By Zachary Fagenson
MIAMI (Reuters) - Two decades after a Cuban immigrant kidnapped, raped and murdered a 9-year-old south Florida boy, his killer will be executed by lethal injection Wednesday evening.
Juan Carlos Chavez, who confessed to the ghoulish 1995 murder of Jimmy Ryce, was found guilty in 1998. He is due to be executed by lethal injection at 6 p.m. at Florida State Prison in Starke.
Memories of the incident, which triggered changes in U.S. laws on violent sexual predators, are still vivid in Miami.
"My daughter was just a little bit younger at the time and everybody who had a kid was glued to this," said J. Alex Villalobos, former Florida Senate majority leader who shepherded the Jimmy Ryce Act through the state legislature.
The Florida law, which has been replicated across the country, cleared the way for imprisoned sexual offenders to be held after their release if found likely to repeat their crimes.
At the time "if you knew somebody was going to commit a crime there was nothing you could do about it," Villalobos said.
Chavez, who worked as a farmhand and had no criminal history, kidnapped Ryce at gunpoint as he got off a school bus in the Redland, an agricultural area of south Miami-Dade County.
He then took the boy to his trailer and raped him. When Jimmy tried to escape, Chavez shot him in the back, dismembered him, and hid his body in concrete-filled plastic pots.
The boy's disappearance shook south Florida and garnered national attention. Hundreds of volunteers signed up for the search and his parents held a stream of press conferences.
Three months after disappearing, Jimmy's remains were found near Chavez's trailer after his landlord found the boy's school bag.
Chavez arrived in south Florida on a raft from Cuba with two others in 1991 and was working as a farmhand at the time of the murder. Little is known about his background or family, who remained in Cuba.
The Florida Supreme Court upheld Chavez's 1998 conviction and death sentence. Subsequent appeals were denied, though Chavez last week filed a final appeal with the U.S. Supreme Court.
After Jimmy's death Don Ryce and his mother Claudine, who died in 2009, became advocates for abducted and missing children. They opened a center for abduction victims in south Florida and have provided hundreds of Bloodhounds to law enforcement nationwide to help find missing children.
"They were camping out at my office just to make sure that the bill passed and at the same time going through this grief," Villalobos said.

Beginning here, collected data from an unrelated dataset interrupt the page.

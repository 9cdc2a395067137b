//! Contest submission API handlers.

use actix_web::{HttpResponse, web};
use serde::Serialize;
use utoipa::ToSchema;
use uuid::Uuid;

use crate::db::DbPool;
use crate::error::AppResult;
use crate::models::{
    ApiResponse, CheckSubmissionQuery, ExistingSubmission, LeaderboardQuery, LeaderboardResponse,
    SubmissionResponse, SubmitRequest,
};
use crate::services::contest;

/// Result of `check-submission`.
#[derive(Debug, Serialize, ToSchema)]
#[serde(rename_all = "camelCase")]
pub struct SubmissionCheck {
    pub has_submission: bool,
    pub submission: Option<ExistingSubmission>,
}

/// Submit a storefront/interior pair to the contest.
///
/// Resubmitting replaces the user's previous entry.
#[utoipa::path(
    post,
    path = "/api/contest/submit",
    tag = "Contest",
    request_body = SubmitRequest,
    responses(
        (status = 200, description = "Submission recorded", body = SubmissionResponse),
        (status = 400, description = "Missing or malformed fields", body = crate::error::ErrorResponse),
        (status = 403, description = "Invalid designs", body = crate::error::ErrorResponse),
    )
)]
pub async fn submit(
    pool: web::Data<DbPool>,
    body: web::Json<SubmitRequest>,
) -> AppResult<HttpResponse> {
    let submission = contest::submit(&pool, body.into_inner()).await?;
    Ok(HttpResponse::Ok().json(ApiResponse::with_message(
        "Contest entry submitted successfully",
        submission,
    )))
}

/// Check whether the user already submitted this exact pair.
#[utoipa::path(
    get,
    path = "/api/contest/check-submission",
    tag = "Contest",
    params(CheckSubmissionQuery),
    responses(
        (status = 200, description = "Existing submission, if any", body = SubmissionCheck),
        (status = 400, description = "Missing or malformed parameters", body = crate::error::ErrorResponse),
    )
)]
pub async fn check_submission(
    pool: web::Data<DbPool>,
    query: web::Query<CheckSubmissionQuery>,
) -> AppResult<HttpResponse> {
    let submission = contest::check_existing(&pool, &query).await?;
    Ok(HttpResponse::Ok().json(ApiResponse::ok(SubmissionCheck {
        has_submission: submission.is_some(),
        submission,
    })))
}

/// Most recent contest submissions.
#[utoipa::path(
    get,
    path = "/api/contest/leaderboard",
    tag = "Contest",
    params(LeaderboardQuery),
    responses(
        (status = 200, description = "Recent submissions", body = LeaderboardResponse),
    )
)]
pub async fn leaderboard(
    pool: web::Data<DbPool>,
    query: web::Query<LeaderboardQuery>,
) -> AppResult<HttpResponse> {
    let board = contest::leaderboard(&pool, &query).await?;
    Ok(HttpResponse::Ok().json(ApiResponse::ok(board)))
}

/// Public view of a submission by its code.
#[utoipa::path(
    get,
    path = "/api/contest/submission/{submissionId}",
    tag = "Contest",
    params(("submissionId" = String, Path, description = "Submission code")),
    responses(
        (status = 200, description = "Submission", body = SubmissionResponse),
        (status = 404, description = "Unknown code", body = crate::error::ErrorResponse),
    )
)]
pub async fn get_submission(
    pool: web::Data<DbPool>,
    path: web::Path<String>,
) -> AppResult<HttpResponse> {
    let submission = contest::get_by_code(&pool, &path).await?;
    Ok(HttpResponse::Ok().json(ApiResponse::ok(submission)))
}

/// A user's submissions (zero or one).
#[utoipa::path(
    get,
    path = "/api/contest/submissions/{userId}",
    tag = "Contest",
    params(("userId" = Uuid, Path, description = "Participant id")),
    responses(
        (status = 200, description = "Submissions", body = Vec<SubmissionResponse>),
    )
)]
pub async fn user_submissions(
    pool: web::Data<DbPool>,
    path: web::Path<Uuid>,
) -> AppResult<HttpResponse> {
    let submissions = contest::list_for_user(&pool, path.into_inner()).await?;
    Ok(HttpResponse::Ok().json(ApiResponse::ok(submissions)))
}

/// Configure contest routes.
pub fn configure_routes(cfg: &mut web::ServiceConfig) {
    cfg.service(web::resource("/contest/submit").route(web::post().to(submit)))
        .service(
            web::resource("/contest/check-submission").route(web::get().to(check_submission)),
        )
        .service(web::resource("/contest/leaderboard").route(web::get().to(leaderboard)))
        .service(
            web::resource("/contest/submission/{submission_id}")
                .route(web::get().to(get_submission)),
        )
        .service(
            web::resource("/contest/submissions/{user_id}").route(web::get().to(user_submissions)),
        );
}
//! Upload and generation workflow.
//!
//! Turns one uploaded photo into an upload row plus up to four persisted
//! design variants. Every style runs as its own task; a failed style is
//! logged and left out of the result, and only a run where nothing
//! succeeded fails the request.

use std::sync::Arc;

use chrono::Utc;
use futures_util::future::join_all;
use tracing::{debug, info, warn};
use uuid::Uuid;

use crate::config::UploadSettings;
use crate::db::DbPool;
use crate::db::designs::{NewDesign, RemovedRows};
use crate::db::uploads::NewUpload;
use crate::entity::{generated_design, upload};
use crate::error::{AppError, AppResult};
use crate::models::{
    DesignSummary, DesignType, GenerateResponse, GenerationStatus, UploadResponse, UploadType,
    UserProfile,
};
use crate::services::generation::DesignClient;
use crate::services::image_processing;
use crate::services::prompts;
use crate::services::storage::{
    AssetKind, AssetStore, content_type_for_extension, extension_for_content_type,
};

/// A photo received from the client.
#[derive(Debug, Clone)]
pub struct PhotoUpload {
    pub original_name: String,
    /// Content type claimed by the client, if any
    pub declared_mime: Option<String>,
    pub data: Vec<u8>,
}

/// Who the client claims to be.
#[derive(Debug, Clone, Default)]
pub struct OwnerHint {
    /// Profile with a SAP code; wins over `user_id`
    pub profile: Option<UserProfile>,
    /// Previously returned server id
    pub user_id: Option<Uuid>,
}

/// Outcome of one style task.
#[derive(Debug)]
pub struct StyleResult {
    pub design_type: DesignType,
    pub outcome: AppResult<generated_design::Model>,
}

/// Aggregated fan-out result.
#[derive(Debug, Default)]
pub struct GenerationReport {
    pub completed: Vec<generated_design::Model>,
    pub failed: Vec<(DesignType, String)>,
}

impl GenerationReport {
    pub fn from_results(results: Vec<StyleResult>) -> Self {
        let mut report = Self::default();
        for result in results {
            match result.outcome {
                Ok(design) => report.completed.push(design),
                Err(e) => report.failed.push((result.design_type, e.to_string())),
            }
        }
        report
    }

    /// Completed designs, or `GenerationFailed` when there are none.
    pub fn into_completed(self) -> AppResult<Vec<generated_design::Model>> {
        if self.completed.is_empty() {
            let reasons = self
                .failed
                .iter()
                .map(|(t, e)| format!("{}: {}", t, e))
                .collect::<Vec<_>>()
                .join("; ");
            return Err(AppError::GenerationFailed(reasons));
        }
        Ok(self.completed)
    }
}

/// Per-call generation context shared by the style tasks.
struct GenerationContext<'a> {
    upload: &'a upload::Model,
    source: &'a [u8],
    /// Set for interior uploads
    storefront: Option<(Uuid, DesignType)>,
}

The Ryces were also on hand as President Bill Clinton in 1996 signed an order instructing federal agencies to post missing-children posters in federal buildings.
Don Ryce, a retired lawyer now living near central Florida, told a local CBS TV affiliate he plans to attend the execution and that it will provide "a sense of relief," though he continues to grieve.
"This is the kind of loss that never gets right, that you never completely recover from," Ryce added.